WHAT YOU NEED TO DO:
Print the first line of the data below and every one after it, through the line containing "use crate::config::Config;", exactly as written.

--- RECORDS PROVIDED Enclosed Below ---

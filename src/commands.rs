//! Wiring shared by every subcommand, and the non-interactive commands.

use bytes::Bytes;
use color_eyre::{eyre::eyre, Result};
use std::sync::Arc;
use tracing::{info, warn};

use crate::cache::{CacheStorage, MemoryStorage, ResponseSource, SqliteStorage};
use crate::config::Config;
use crate::db::Database;
use crate::likes::{LikeButton, LocalStorage, MemoryLocalStorage, SqliteLocalStorage};
use crate::search;
use crate::site::{BlogClient, Network, SiteClient};
use crate::worker::{
  ClickOutcome, Clients, EventOutcome, NotificationSink, OfflineWorker, Registration,
  TerminalSink, UpdateOutcome, WindowRegistry, WorkerConfig, WorkerEvent,
};

/// Worker over whichever cache store the run uses.
pub type Worker = OfflineWorker<dyn CacheStorage>;

/// Stores and clients opened once per run.
pub struct Services {
  pub config: Config,
  pub storage: Arc<dyn CacheStorage>,
  pub local: Arc<dyn LocalStorage>,
  pub registration: Registration,
  pub network: Arc<dyn Network>,
}

impl Services {
  /// Open the stores. `ephemeral` keeps everything in memory.
  pub fn open(config: Config, ephemeral: bool) -> Result<Self> {
    let origin = config.site_url()?;
    let network: Arc<dyn Network> = Arc::new(SiteClient::new(origin.clone())?);

    let (storage, local, registration) = if ephemeral {
      let storage: Arc<dyn CacheStorage> = Arc::new(MemoryStorage::new());
      let local: Arc<dyn LocalStorage> = Arc::new(MemoryLocalStorage::new());
      (storage, local, Registration::new(Database::in_memory()?, &origin))
    } else {
      let path = config.storage.path.as_deref();
      let storage: Arc<dyn CacheStorage> = Arc::new(SqliteStorage::new(Database::open(path)?));
      let local: Arc<dyn LocalStorage> = Arc::new(SqliteLocalStorage::new(Database::open(path)?));
      (storage, local, Registration::new(Database::open(path)?, &origin))
    };

    Ok(Self {
      config,
      storage,
      local,
      registration,
      network,
    })
  }

  fn worker(
    &self,
    config: Arc<WorkerConfig>,
    clients: Arc<dyn Clients>,
    notifications: Arc<dyn NotificationSink>,
  ) -> Arc<Worker> {
    Arc::new(OfflineWorker::new(
      config,
      Arc::clone(&self.storage),
      Arc::clone(&self.network),
      clients,
      notifications,
    ))
  }

  /// Register the configured worker and return the one in charge.
  ///
  /// When the configured generation fails to install, the previously active
  /// generation keeps serving. `None` means no generation was ever
  /// installed, so requests go straight to the network.
  pub async fn start(
    &self,
    clients: Arc<dyn Clients>,
    notifications: Arc<dyn NotificationSink>,
    force: bool,
  ) -> Result<Option<Arc<Worker>>> {
    let config = Arc::new(WorkerConfig::from_config(&self.config)?);
    let worker = self.worker(Arc::clone(&config), Arc::clone(&clients), Arc::clone(&notifications));

    match self.registration.update(&*worker, force).await {
      Ok(UpdateOutcome::Current) => {
        info!(generation = %worker.generation(), "cache generation is current");
        Ok(Some(worker))
      }
      Ok(UpdateOutcome::Updated { install, activate }) => {
        info!(
          generation = %worker.generation(),
          state = worker.state().as_str(),
          precached = install.precached,
          skip_waiting = install.skip_waiting,
          deleted = activate.deleted.len(),
          "cache generation updated"
        );
        Ok(Some(worker))
      }
      Err(e) => {
        warn!(error = %e, "worker update failed");
        self.previous_worker(&config, clients, notifications)
      }
    }
  }

  fn previous_worker(
    &self,
    config: &WorkerConfig,
    clients: Arc<dyn Clients>,
    notifications: Arc<dyn NotificationSink>,
  ) -> Result<Option<Arc<Worker>>> {
    Ok(self.registration.active_generation()?.map(|generation| {
      info!(%generation, "serving previous cache generation");
      self.worker(
        Arc::new(config.with_generation(generation)),
        clients,
        notifications,
      )
    }))
  }

  pub fn blog_client(&self, worker: Option<Arc<Worker>>) -> Result<BlogClient<dyn CacheStorage>> {
    Ok(BlogClient::new(
      Arc::clone(&self.network),
      worker,
      self.config.site_url()?,
      self.config.site.posts_feed.clone(),
    ))
  }

  async fn headless_client(&self) -> Result<BlogClient<dyn CacheStorage>> {
    let worker = self
      .start(Arc::new(WindowRegistry::new()), Arc::new(TerminalSink), false)
      .await?;
    self.blog_client(worker)
  }
}

/// `myblog install`: install and activate the configured generation.
pub async fn install(services: &Services) -> Result<()> {
  let config = Arc::new(WorkerConfig::from_config(&services.config)?);
  let worker = services.worker(
    config,
    Arc::new(WindowRegistry::new()),
    Arc::new(TerminalSink),
  );

  match services.registration.update(&*worker, true).await? {
    UpdateOutcome::Updated { install, activate } => {
      println!(
        "Installed {} ({} resources cached)",
        worker.generation(),
        install.precached
      );
      for old in &activate.deleted {
        println!("Deleted old cache {}", old);
      }
    }
    UpdateOutcome::Current => println!("{} is already active", worker.generation()),
  }

  if let Some(state) = services.registration.state()? {
    println!("Worker state: {}", state);
  }

  Ok(())
}

/// `myblog evict`: drop one path from the active generation.
pub async fn evict(services: &Services, path: &str) -> Result<()> {
  let worker = services
    .start(Arc::new(WindowRegistry::new()), Arc::new(TerminalSink), false)
    .await?
    .ok_or_else(|| eyre!("No cache generation installed; run `myblog install` first"))?;

  if worker.evict(path)? {
    println!("Evicted {} from {}", path, worker.generation());
  } else {
    println!("{} is not cached in {}", path, worker.generation());
  }

  Ok(())
}

/// `myblog fetch`: route one GET through the worker.
pub async fn fetch(services: &Services, path: &str, html: bool) -> Result<()> {
  let client = services.headless_client().await?;

  let outcome = if html {
    client.get_page(path).await?
  } else {
    client.fetch(crate::site::types::Request::get(client.resolve(path)?)).await?
  };

  match outcome.response {
    Some(response) => {
      println!(
        "{} {} [{}]",
        response.status,
        response.status_text,
        outcome.source.label()
      );
      println!();
      println!("{}", response.text());
    }
    None => println!("No response [{}]", outcome.source.label()),
  }

  Ok(())
}

/// `myblog push`: deliver a push message, optionally clicking it.
pub async fn push(services: &Services, payload: &str, click: bool, windows: &[String]) -> Result<()> {
  let registry = Arc::new(WindowRegistry::with_windows(windows.iter().cloned()));
  let worker = services
    .start(registry.clone(), Arc::new(TerminalSink), false)
    .await?
    .ok_or_else(|| eyre!("No cache generation installed; run `myblog install` first"))?;

  let payload = Bytes::copy_from_slice(payload.as_bytes());
  let notification = match worker.dispatch(WorkerEvent::Push(Some(payload))).await? {
    EventOutcome::Notified(Some(notification)) => notification,
    _ => {
      println!("Push message ignored");
      return Ok(());
    }
  };

  if click {
    match worker
      .dispatch(WorkerEvent::NotificationClick(notification))
      .await?
    {
      EventOutcome::Clicked(ClickOutcome::Focused(id)) => println!("Focused {}", id),
      EventOutcome::Clicked(ClickOutcome::Opened(id)) => println!("Opened {}", id),
      other => return Err(eyre!("Unexpected click outcome: {:?}", other)),
    }
    for window in registry.windows() {
      let marker = if window.focused { "*" } else { " " };
      println!("{} {} {}", marker, window.id, window.url);
    }
  }

  Ok(())
}

/// `myblog like`: toggle the like flag of a post.
pub fn like(services: &Services, post_id: &str) -> Result<()> {
  let mut button = LikeButton::init(Some(post_id), services.local.as_ref())?;
  button.click(services.local.as_ref())?;
  println!(
    "{} post {} {}",
    button.icon(),
    post_id,
    if button.is_liked() { "liked" } else { "unliked" }
  );
  Ok(())
}

/// `myblog search`: print the posts that match a query.
pub async fn search(services: &Services, query: &str) -> Result<()> {
  let client = services.headless_client().await?;
  let (cards, source) = client.get_posts().await?;

  let mut visible = vec![true; cards.len()];
  search::apply_filter(&cards, &mut visible, query);

  let matches = search::visible_indices(&visible);
  for idx in &matches {
    let card = &cards[*idx];
    let liked = LikeButton::init(Some(&card.id), services.local.as_ref())?;
    println!(
      "{} {:>6}  {}",
      liked.icon(),
      card.id,
      card.title.as_deref().unwrap_or("(untitled)")
    );
  }

  if source != ResponseSource::Network {
    println!("({} of {} posts, from {})", matches.len(), cards.len(), source.label());
  }

  Ok(())
}
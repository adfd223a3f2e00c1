pub mod schema;

use color_eyre::{eyre::eyre, Result};
use rusqlite::Connection;
use std::path::{Path, PathBuf};

/// Database connection wrapper for the cache store and local storage
pub struct Database {
  conn: Connection,
}

impl Database {
  /// Open or create the database at `path`, or at the default location
  pub fn open(path: Option<&Path>) -> Result<Self> {
    let path = match path {
      Some(p) => p.to_path_buf(),
      None => Self::default_path()?,
    };

    // Ensure parent directory exists
    if let Some(parent) = path.parent() {
      std::fs::create_dir_all(parent)
        .map_err(|e| eyre!("Failed to create database directory: {}", e))?;
    }

    let conn = Connection::open(&path)
      .map_err(|e| eyre!("Failed to open database at {}: {}", path.display(), e))?;

    Self::from_connection(conn)
  }

  /// Open a private in-memory database
  pub fn in_memory() -> Result<Self> {
    let conn = Connection::open_in_memory()
      .map_err(|e| eyre!("Failed to open in-memory database: {}", e))?;
    Self::from_connection(conn)
  }

  fn from_connection(conn: Connection) -> Result<Self> {
    conn
      .pragma_update(None, "foreign_keys", "ON")
      .map_err(|e| eyre!("Failed to enable foreign keys: {}", e))?;

    let db = Self { conn };
    db.run_migrations()?;

    Ok(db)
  }

  /// Get the default database path
  pub fn default_path() -> Result<PathBuf> {
    Ok(data_dir()?.join("myblog.db"))
  }

  /// Run database migrations
  fn run_migrations(&self) -> Result<()> {
    self
      .conn
      .execute_batch(schema::SCHEMA)
      .map_err(|e| eyre!("Failed to run migrations: {}", e))?;
    Ok(())
  }

  /// Hand the connection to a store that owns it
  pub fn into_connection(self) -> Connection {
    self.conn
  }
}

/// Directory for the database and log files
pub fn data_dir() -> Result<PathBuf> {
  let data_dir = dirs::data_dir()
    .or_else(|| dirs::home_dir().map(|p| p.join(".local/share")))
    .ok_or_else(|| eyre!("Could not determine data directory"))?;

  Ok(data_dir.join("myblog"))
}

/// Parse a datetime string from SQLite format.
pub fn parse_datetime(s: &str) -> Result<chrono::DateTime<chrono::Utc>> {
  // SQLite stores as "YYYY-MM-DD HH:MM:SS"
  chrono::NaiveDateTime::parse_from_str(s, "%Y-%m-%d %H:%M:%S")
    .map(|dt| dt.and_utc())
    .map_err(|e| eyre!("Failed to parse datetime '{}': {}", s, e))
}

#[cfg(test)]
mod tests {
  use super::*;

  #[test]
  fn test_in_memory_runs_migrations() {
    let db = Database::in_memory().unwrap();
    let count: i64 = db
      .into_connection()
      .query_row(
        "SELECT COUNT(*) FROM sqlite_master WHERE type = 'table'",
        [],
        |row| row.get(0),
      )
      .unwrap();
    assert_eq!(count, 4);
  }

  #[test]
  fn test_parse_datetime() {
    let dt = parse_datetime("2024-01-02 03:04:05").unwrap();
    assert_eq!(dt.to_rfc3339(), "2024-01-02T03:04:05+00:00");
  }
}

--- End of Enclosed RECORDS PROVIDED ---

RESULT:
filename src/commands.rs
//! Wiring shared by every subcommand, and the non-interactive commands.

use bytes::Bytes;
use color_eyre::{eyre::eyre, Result};
use std::sync::Arc;
use tracing::{info, warn};

use crate::cache::{CacheStorage, MemoryStorage, ResponseSource, SqliteStorage};
use crate::config::Config;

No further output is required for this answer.